仕事の棚卸

 

 早いもので今年ももう12月になりました。新しい手帳を購入して来年のスケジュールをドンドン書き込んでいる方も多くいらっしゃると思います。

さて、今の時期、毎年現場や職場のリーダーの方にお勧めしていることは、現状の仕事の棚卸しです。年に一度、今の仕事のやり方の良し悪し、そのレベルの巧拙について改めて見つめ直す時間を設けていただきたいのです。「テキパキとスムースに仕事を運べなかったこと」や「少なからずミスやトラブルがあったこと」もあったでしょう。「戦略的に動けたこと・場当たり的にしか動けなかったこと」や「スケジュールの立て方やその調整方法」等々、現状「巧く出来ていること・できていないこと」を整理してまとめておくことが望まれます。「部下の実行力のレベル」を含め、この一年の自部署の仕事について振り返る場があっても良いと思います。

 

実際、ほとんどの会社が日々の忙しさに流されています。その悪しき現実は「不注意や準備不足」といった些細なことを原因とする問題を引き起しています。また「ツイツイ、ウッカリ」とか「何となく無意識のうちに」のような反省点を見過ごしているのが実情ではないでしょうか。

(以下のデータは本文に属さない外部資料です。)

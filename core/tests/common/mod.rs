// Licensed under the Apache License, Version 2.0 <LICENSE-APACHE or
// https://www.apache.org/licenses/LICENSE-2.0> or the MIT license
// <LICENSE-MIT or https://opensource.org/licenses/MIT>, at your
// option. This file may not be copied, modified, or distributed
// except according to those terms.

//! Shared harness for end-to-end orchestration tests: a full component set
//! (runner, schedulers, router, publisher) over the in-memory repository
//! and wiremock providers.

#![allow(dead_code)]

use std::sync::Arc;
use std::time::Duration;
use tokio_util::sync::CancellationToken;
use wiremock::matchers::{method, path};
use wiremock::{Mock, MockServer, ResponseTemplate};

use meridian_core::config::{QueueConfig, RetryConfig, RunnerConfig, SchedulerConfig};
use meridian_core::database::models::JobRecord;
use meridian_core::providers::ProviderEndpoint;
use meridian_core::testing::MemoryRepository;
use meridian_core::{
    ContextManager, HealthChecker, JobRunner, JobSpec, MemoryClaimLock, MemoryQueue,
    OutboxPublisher, ProviderClient, ProviderRouter, Region, Repository, Scheduler,
};

/// A provider mock with its registry entry.
pub struct ProviderMock {
    pub server: MockServer,
    pub endpoint: ProviderEndpoint,
}

/// Start a healthy provider answering every inference call with `text`
/// after `delay`.
pub async fn provider_mock(name: &str, region: Region, text: &str, delay: Duration) -> ProviderMock {
    let server = MockServer::start().await;

    Mock::given(method("GET"))
        .and(path("/health"))
        .respond_with(ResponseTemplate::new(200))
        .mount(&server)
        .await;

    Mock::given(method("POST"))
        .and(path("/"))
        .respond_with(
            ResponseTemplate::new(200)
                .set_body_json(serde_json::json!({
                    "success": true,
                    "response": text,
                    "usage": {"prompt_tokens": 10, "completion_tokens": 20, "total_tokens": 30}
                }))
                .set_delay(delay),
        )
        .mount(&server)
        .await;

    let endpoint = ProviderEndpoint {
        name: name.to_string(),
        endpoint: server.uri(),
        region,
    };

    ProviderMock { server, endpoint }
}

/// A registry entry pointing at nothing; its health check always fails.
pub fn dead_provider(name: &str, region: Region) -> ProviderEndpoint {
    ProviderEndpoint {
        name: name.to_string(),
        endpoint: "http://127.0.0.1:1".to_string(),
        region,
    }
}

/// Fast retry policy for tests.
pub fn fast_retry() -> RetryConfig {
    RetryConfig {
        max_attempts: 3,
        backoff_initial_ms: 20,
        backoff_max_ms: 100,
    }
}

/// The full component set under test.
pub struct Harness {
    pub repo: Arc<MemoryRepository>,
    pub router: Arc<ProviderRouter>,
    pub scheduler: Arc<Scheduler>,
    pub queue: Arc<MemoryQueue>,
    pub contexts: Arc<ContextManager>,
    pub publisher: OutboxPublisher,
    pub shutdown: CancellationToken,
}

impl Harness {
    /// Build and start the whole stack against the given providers. Health
    /// is probed once so the router is immediately usable.
    pub async fn start(endpoints: Vec<ProviderEndpoint>, retry: RetryConfig) -> Self {
        let repo = Arc::new(MemoryRepository::new());
        let repo_dyn: Arc<dyn Repository> = repo.clone();

        let router = Arc::new(ProviderRouter::new(
            &endpoints,
            ProviderClient::new(),
            Duration::from_secs(60),
        ));
        HealthChecker::new(Arc::clone(&router), Duration::from_secs(15))
            .check_all()
            .await;

        let queue = Arc::new(MemoryQueue::new());
        let contexts = Arc::new(ContextManager::new());
        let claims = Arc::new(MemoryClaimLock::new());

        let scheduler = Scheduler::new(
            Arc::clone(&repo_dyn),
            Arc::clone(&router),
            SchedulerConfig::default(),
            retry,
        );

        let runner_config = RunnerConfig {
            barrier_grace_secs: 1,
            claim_ttl_margin_secs: 60,
        };

        let runner = JobRunner::new(
            Arc::clone(&repo_dyn),
            Arc::clone(&scheduler),
            Arc::clone(&contexts),
            claims,
            Arc::clone(&queue) as _,
            runner_config,
            QueueConfig::default(),
        );

        let publisher = OutboxPublisher::new(
            Arc::clone(&repo_dyn),
            Arc::clone(&queue) as _,
            QueueConfig::default(),
        );

        let shutdown = CancellationToken::new();
        scheduler.spawn_region_workers(&shutdown);
        tokio::spawn(Arc::clone(&runner).run(shutdown.clone()));

        Self {
            repo,
            router,
            scheduler,
            queue,
            contexts,
            publisher,
            shutdown,
        }
    }

    /// Create a job and publish its envelope.
    pub async fn submit(&self, jobspec_id: &str, spec: &JobSpec) -> JobRecord {
        let job = self
            .repo
            .create_job(jobspec_id, Some("wallet-1"), spec)
            .await
            .expect("create job");
        self.publisher.publish_batch().await.expect("publish");
        job
    }

    /// Poll until the job reaches a terminal status.
    pub async fn wait_terminal(&self, jobspec_id: &str, timeout: Duration) -> JobRecord {
        let deadline = tokio::time::Instant::now() + timeout;
        loop {
            let job = self
                .repo
                .job_by_jobspec_id(jobspec_id)
                .await
                .expect("fetch job")
                .expect("job exists");
            if job
                .job_status()
                .map(|s| s.is_terminal())
                .unwrap_or(false)
            {
                return job;
            }
            if tokio::time::Instant::now() > deadline {
                panic!("job {jobspec_id} not terminal in {timeout:?}: {job:?}");
            }
            tokio::time::sleep(Duration::from_millis(25)).await;
        }
    }

    /// Poll until the job has `count` execution rows.
    pub async fn wait_executions(&self, job_id: i64, count: usize, timeout: Duration) {
        let deadline = tokio::time::Instant::now() + timeout;
        loop {
            let rows = self.repo.list_executions(job_id).await.expect("list");
            if rows.len() >= count {
                return;
            }
            if tokio::time::Instant::now() > deadline {
                panic!(
                    "job {job_id} has {} rows, wanted {count}: {rows:?}",
                    rows.len()
                );
            }
            tokio::time::sleep(Duration::from_millis(25)).await;
        }
    }
}

impl Drop for Harness {
    fn drop(&mut self) {
        self.shutdown.cancel();
    }
}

何気ないことのようですが、このような仕事の棚卸を実際にやることは案外と難しいものです。一年間の仕事の内容、その結果を振り返り、その良し悪し、出来不出来にケジメをつけることは、そんなに容易いことではありません。仕事の総括、反省会と言い換えても良いかもしれません。

どうしても、年末のドタバタ感にまぎれて「それよりも、もっと先にやるべきことが沢山ある」あるいは「そんなことはやっても意味がない」と思ってしまうからです。

 

しかし、そうやって、毎年々、仕事の内容の良し悪しにケジメをつけていかないから、ひとつひとつの仕事のやり方にシビアさが掛けるのです。

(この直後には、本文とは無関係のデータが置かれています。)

// Licensed under the Apache License, Version 2.0 <LICENSE-APACHE or
// https://www.apache.org/licenses/LICENSE-2.0> or the MIT license
// <LICENSE-MIT or https://opensource.org/licenses/MIT>, at your
// option. This file may not be copied, modified, or distributed
// except according to those terms.

//! Error types for provider routing and calls.
//!
//! The taxonomy matters to the scheduler: transient transport failures are
//! retried per policy, deterministic provider rejections are not, and a
//! region with no healthy provider parks the unit on the global retry queue.

use std::time::Duration;
use thiserror::Error;

use crate::jobs::Region;

/// Errors that can occur when selecting or calling a provider.
#[derive(Debug, Error)]
pub enum ProviderError {
    /// No healthy provider serves the requested region. There is never a
    /// cross-region fallback; the unit waits for the region to recover.
    #[error("No healthy providers for region {region}; available regions: {available:?}")]
    NoHealthyProviders {
        /// The region the unit requested
        region: Region,
        /// Regions that currently have at least one healthy provider
        available: Vec<Region>,
    },

    /// The provider call exceeded the per-call timeout.
    #[error("Timeout after {0:?}")]
    Timeout(Duration),

    /// The provider returned a non-2xx response.
    #[error("API error: {status} - {message}")]
    ApiError {
        /// HTTP status code
        status: u16,
        /// Error message from the provider
        message: String,
    },

    /// A network error occurred while communicating with the provider.
    #[error("Network error: {0}")]
    NetworkError(#[from] reqwest::Error),

    /// Failed to parse the provider's response.
    #[error("JSON parsing error: {0}")]
    ParseError(#[from] serde_json::Error),

    /// The provider answered 2xx but reported failure in the body.
    #[error("Inference failed: {0}")]
    InferenceFailed(String),

    /// An internal routing error occurred.
    #[error("Router internal error: {0}")]
    InternalError(String),
}

impl ProviderError {
    /// Returns `true` if a retry of the unit might succeed.
    ///
    /// Deterministic provider rejections (4xx) and malformed responses are
    /// not retryable; everything transport-shaped is.
    pub fn is_retryable(&self) -> bool {
        match self {
            ProviderError::NoHealthyProviders { .. } => true,
            ProviderError::Timeout(_) => true,
            ProviderError::NetworkError(_) => true,
            ProviderError::InferenceFailed(_) => true,
            ProviderError::ApiError { status, .. } => *status >= 500,
            _ => false,
        }
    }

    /// Returns `true` when the error means the region has no serving
    /// capacity right now.
    pub fn is_no_provider(&self) -> bool {
        matches!(self, ProviderError::NoHealthyProviders { .. })
    }
}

その現実は、業務のレベル・アップ感や職場の前進感、各メンバーの成長感があまり感じられないことに現れています。

果たして、それでこれらの事実に対して、上長として高い問題意識があると言えるでしょうか。いつまでたってもマイペースでは会社も社員も成長しません。三年前と比べて何の進歩もないように感じるのは、ナーナーとは言えないまでも、現実に流されて、知らず知らずのうちに成り行き任せの仕事になっているからです。

 

伸びる会社と伸び悩む会社。規模の大小、業種のいかんに関わらず、この当たり前のことが出来ているか、いないか。その辺りの違いが大きなことのように思えてなりません。

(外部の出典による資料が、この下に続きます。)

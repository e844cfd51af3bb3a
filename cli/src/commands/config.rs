//! Configuration management commands.

use clap::Subcommand;
use colored::Colorize;
use std::path::PathBuf;

use meridian_core::config::{init_config_file, ConfigLoader};

use crate::commands::load_config;
use crate::error::CliError;

#[derive(Subcommand)]
pub enum ConfigCommands {
    /// Print the effective configuration as TOML
    Show {
        /// Path to a configuration file
        #[arg(short, long)]
        config: Option<PathBuf>,
    },

    /// Write a default configuration file at the standard location
    Init,

    /// Print the default configuration file path
    Path,
}

pub async fn execute(cmd: ConfigCommands) -> Result<(), CliError> {
    match cmd {
        ConfigCommands::Show { config } => {
            let config = load_config(config.as_ref())?;
            let toml = toml::to_string_pretty(&config)
                .map_err(|e| CliError::configuration("failed to render configuration", e))?;
            println!("{toml}");
            Ok(())
        }
        ConfigCommands::Init => {
            let path = init_config_file()
                .map_err(|e| CliError::configuration("failed to initialize config file", e))?;
            println!("{} {}", "Created".green().bold(), path.display());
            Ok(())
        }
        ConfigCommands::Path => {
            match ConfigLoader::default_config_path() {
                Some(path) => println!("{}", path.display()),
                None => println!("(no config directory on this platform)"),
            }
            Ok(())
        }
    }
}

職場の問題点はわかるが、将来に向けての「課題が見えてこない」と思う上長の方は、毎年このような仕事の結果やその内容を反省する習慣が身についていなからです。それは、結局将来の向けての課題を先送り・後回しにしていることと同じことです。今こそ、その現実に気付くべきです。

 

人も会社・職場といった組織も、成長や進歩の原点は、現実の良し悪しを素直に受け入れることだと思います。しかし、その事実をシッカリと受け止めるような時間や場・仕組みが無ければ、その内容はちゃんと頭に残りません。頭ではわかっていても、ただ何となく頭の中にあるレベルでは実際の動きにはなりません。現実の行動に繋がらないようでは、反省すべき事実を現実的に受け止めているとは言えないでしょう。

それ故、年に一度の仕事の棚卸が欠かせないのです。この一年を振り返って、その内容を整理してシッカリと頭に叩き込む。毎年反省会を開いて、一年間の反省点を拾い、その内容を振り返って、翌年に向けての改善点を洗い出す。来年の目標なり、チャレンジ・テーマを決めるべきではないでしょうか。それくらい強い気持ちを持って意識的に取り組まなければ業績の向上は覚束ないと思います。